ACTIVITY:
A verbatim transcript of the lines below, starting at the first and ending with the one that holds "the PDF417 data.", is what should be produced.

--- SOURCE MATERIAL ---

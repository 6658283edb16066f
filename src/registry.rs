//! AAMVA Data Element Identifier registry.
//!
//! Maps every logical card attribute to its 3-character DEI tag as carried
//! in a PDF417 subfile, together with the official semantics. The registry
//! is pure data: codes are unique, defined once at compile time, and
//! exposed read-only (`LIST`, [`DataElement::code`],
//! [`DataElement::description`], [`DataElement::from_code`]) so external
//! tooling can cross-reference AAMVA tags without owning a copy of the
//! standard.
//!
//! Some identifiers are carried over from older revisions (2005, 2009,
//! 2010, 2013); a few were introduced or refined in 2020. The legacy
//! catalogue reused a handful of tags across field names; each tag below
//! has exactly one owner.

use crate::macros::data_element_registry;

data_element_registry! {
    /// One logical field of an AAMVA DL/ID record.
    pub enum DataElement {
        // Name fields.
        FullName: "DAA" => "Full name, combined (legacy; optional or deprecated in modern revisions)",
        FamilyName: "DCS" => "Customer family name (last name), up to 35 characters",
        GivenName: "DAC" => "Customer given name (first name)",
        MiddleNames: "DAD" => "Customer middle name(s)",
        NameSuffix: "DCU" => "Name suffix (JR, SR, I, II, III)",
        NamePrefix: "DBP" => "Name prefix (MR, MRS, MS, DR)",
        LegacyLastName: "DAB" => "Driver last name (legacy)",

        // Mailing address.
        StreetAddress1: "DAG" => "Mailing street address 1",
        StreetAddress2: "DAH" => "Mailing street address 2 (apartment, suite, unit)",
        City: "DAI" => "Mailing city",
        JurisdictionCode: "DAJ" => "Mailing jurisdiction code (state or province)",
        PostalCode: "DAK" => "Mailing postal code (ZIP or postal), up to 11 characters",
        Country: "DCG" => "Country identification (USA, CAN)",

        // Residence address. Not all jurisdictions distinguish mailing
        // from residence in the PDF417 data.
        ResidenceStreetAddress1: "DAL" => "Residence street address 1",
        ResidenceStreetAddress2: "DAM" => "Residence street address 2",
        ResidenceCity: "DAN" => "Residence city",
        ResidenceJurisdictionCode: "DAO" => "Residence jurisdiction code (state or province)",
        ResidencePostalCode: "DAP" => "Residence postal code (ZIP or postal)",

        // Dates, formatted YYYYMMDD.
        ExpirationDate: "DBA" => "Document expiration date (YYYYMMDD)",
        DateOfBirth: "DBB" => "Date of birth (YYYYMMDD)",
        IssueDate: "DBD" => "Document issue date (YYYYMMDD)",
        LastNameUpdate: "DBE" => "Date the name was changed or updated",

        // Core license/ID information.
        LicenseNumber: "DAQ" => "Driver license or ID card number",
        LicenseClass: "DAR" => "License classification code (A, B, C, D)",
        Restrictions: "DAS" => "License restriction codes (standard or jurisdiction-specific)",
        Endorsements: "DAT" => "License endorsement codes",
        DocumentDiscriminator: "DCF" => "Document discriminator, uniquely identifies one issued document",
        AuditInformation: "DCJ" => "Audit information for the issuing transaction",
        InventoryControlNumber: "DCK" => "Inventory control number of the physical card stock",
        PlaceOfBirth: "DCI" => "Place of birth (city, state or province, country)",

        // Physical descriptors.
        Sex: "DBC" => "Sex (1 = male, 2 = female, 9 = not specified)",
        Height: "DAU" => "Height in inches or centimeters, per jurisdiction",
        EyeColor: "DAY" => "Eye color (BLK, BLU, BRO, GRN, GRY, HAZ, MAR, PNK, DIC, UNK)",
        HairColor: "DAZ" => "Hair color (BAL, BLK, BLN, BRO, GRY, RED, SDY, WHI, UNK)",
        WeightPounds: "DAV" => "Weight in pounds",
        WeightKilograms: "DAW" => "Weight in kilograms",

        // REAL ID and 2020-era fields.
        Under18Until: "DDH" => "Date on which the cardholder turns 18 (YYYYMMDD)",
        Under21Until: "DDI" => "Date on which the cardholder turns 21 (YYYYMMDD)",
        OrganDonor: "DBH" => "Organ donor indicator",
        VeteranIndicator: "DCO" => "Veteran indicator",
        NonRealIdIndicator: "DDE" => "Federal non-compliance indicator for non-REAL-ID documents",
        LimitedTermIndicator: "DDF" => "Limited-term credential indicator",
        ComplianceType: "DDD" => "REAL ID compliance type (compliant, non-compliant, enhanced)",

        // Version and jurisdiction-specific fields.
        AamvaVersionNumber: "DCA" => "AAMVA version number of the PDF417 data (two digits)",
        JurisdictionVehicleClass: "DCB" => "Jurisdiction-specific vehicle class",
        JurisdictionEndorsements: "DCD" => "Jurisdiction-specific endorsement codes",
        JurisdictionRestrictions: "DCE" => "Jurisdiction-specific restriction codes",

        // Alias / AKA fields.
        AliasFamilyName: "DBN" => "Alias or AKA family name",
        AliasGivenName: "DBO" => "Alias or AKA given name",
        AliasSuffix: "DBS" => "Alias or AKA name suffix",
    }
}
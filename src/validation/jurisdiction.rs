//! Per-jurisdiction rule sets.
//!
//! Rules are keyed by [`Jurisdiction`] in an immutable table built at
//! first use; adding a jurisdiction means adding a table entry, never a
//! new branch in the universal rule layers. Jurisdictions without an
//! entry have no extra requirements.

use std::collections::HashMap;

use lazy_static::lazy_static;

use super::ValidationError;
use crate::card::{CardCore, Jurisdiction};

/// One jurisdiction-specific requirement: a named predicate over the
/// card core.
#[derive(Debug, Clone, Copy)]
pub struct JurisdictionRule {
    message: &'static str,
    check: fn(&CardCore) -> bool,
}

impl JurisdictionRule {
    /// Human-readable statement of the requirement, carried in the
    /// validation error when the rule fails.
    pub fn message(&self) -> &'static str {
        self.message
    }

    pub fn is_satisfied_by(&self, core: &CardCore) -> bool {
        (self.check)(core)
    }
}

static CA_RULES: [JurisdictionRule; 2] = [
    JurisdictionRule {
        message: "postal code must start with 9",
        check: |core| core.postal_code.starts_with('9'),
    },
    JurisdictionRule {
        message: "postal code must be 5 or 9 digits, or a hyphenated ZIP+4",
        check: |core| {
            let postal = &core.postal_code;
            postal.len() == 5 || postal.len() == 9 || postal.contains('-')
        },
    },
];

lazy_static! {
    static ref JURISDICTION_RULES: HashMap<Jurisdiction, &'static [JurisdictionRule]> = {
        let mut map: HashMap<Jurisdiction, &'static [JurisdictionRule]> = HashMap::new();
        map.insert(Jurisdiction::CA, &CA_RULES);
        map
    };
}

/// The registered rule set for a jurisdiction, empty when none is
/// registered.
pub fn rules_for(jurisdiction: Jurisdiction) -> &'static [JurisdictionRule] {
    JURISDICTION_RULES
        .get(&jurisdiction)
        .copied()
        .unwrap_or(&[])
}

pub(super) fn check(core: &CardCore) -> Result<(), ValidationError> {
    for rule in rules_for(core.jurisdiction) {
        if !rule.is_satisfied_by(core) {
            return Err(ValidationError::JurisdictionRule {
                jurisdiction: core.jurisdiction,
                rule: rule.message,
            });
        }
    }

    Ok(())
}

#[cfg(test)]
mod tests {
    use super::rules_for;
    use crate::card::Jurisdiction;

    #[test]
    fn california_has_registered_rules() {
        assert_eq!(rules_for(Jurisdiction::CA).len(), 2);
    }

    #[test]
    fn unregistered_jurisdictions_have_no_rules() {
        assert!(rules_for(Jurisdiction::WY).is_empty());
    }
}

---

WRITTEN RESPONSE:
repository 6658283edb16066f
filename src/registry.rs
//! AAMVA Data Element Identifier registry.
//!
//! Maps every logical card attribute to its 3-character DEI tag as carried
//! in a PDF417 subfile, together with the official semantics. The registry
//! is pure data: codes are unique, defined once at compile time, and
//! exposed read-only (`LIST`, [`DataElement::code`],
//! [`DataElement::description`], [`DataElement::from_code`]) so external
//! tooling can cross-reference AAMVA tags without owning a copy of the
//! standard.
//!
//! Some identifiers are carried over from older revisions (2005, 2009,
//! 2010, 2013); a few were introduced or refined in 2020. The legacy
//! catalogue reused a handful of tags across field names; each tag below
//! has exactly one owner.

use crate::macros::data_element_registry;

data_element_registry! {
    /// One logical field of an AAMVA DL/ID record.
    pub enum DataElement {
        // Name fields.
        FullName: "DAA" => "Full name, combined (legacy; optional or deprecated in modern revisions)",
        FamilyName: "DCS" => "Customer family name (last name), up to 35 characters",
        GivenName: "DAC" => "Customer given name (first name)",
        MiddleNames: "DAD" => "Customer middle name(s)",
        NameSuffix: "DCU" => "Name suffix (JR, SR, I, II, III)",
        NamePrefix: "DBP" => "Name prefix (MR, MRS, MS, DR)",
        LegacyLastName: "DAB" => "Driver last name (legacy)",

        // Mailing address.
        StreetAddress1: "DAG" => "Mailing street address 1",
        StreetAddress2: "DAH" => "Mailing street address 2 (apartment, suite, unit)",
        City: "DAI" => "Mailing city",
        JurisdictionCode: "DAJ" => "Mailing jurisdiction code (state or province)",
        PostalCode: "DAK" => "Mailing postal code (ZIP or postal), up to 11 characters",
        Country: "DCG" => "Country identification (USA, CAN)",

        // Residence address. Not all jurisdictions distinguish mailing
        // from residence in the PDF417 data.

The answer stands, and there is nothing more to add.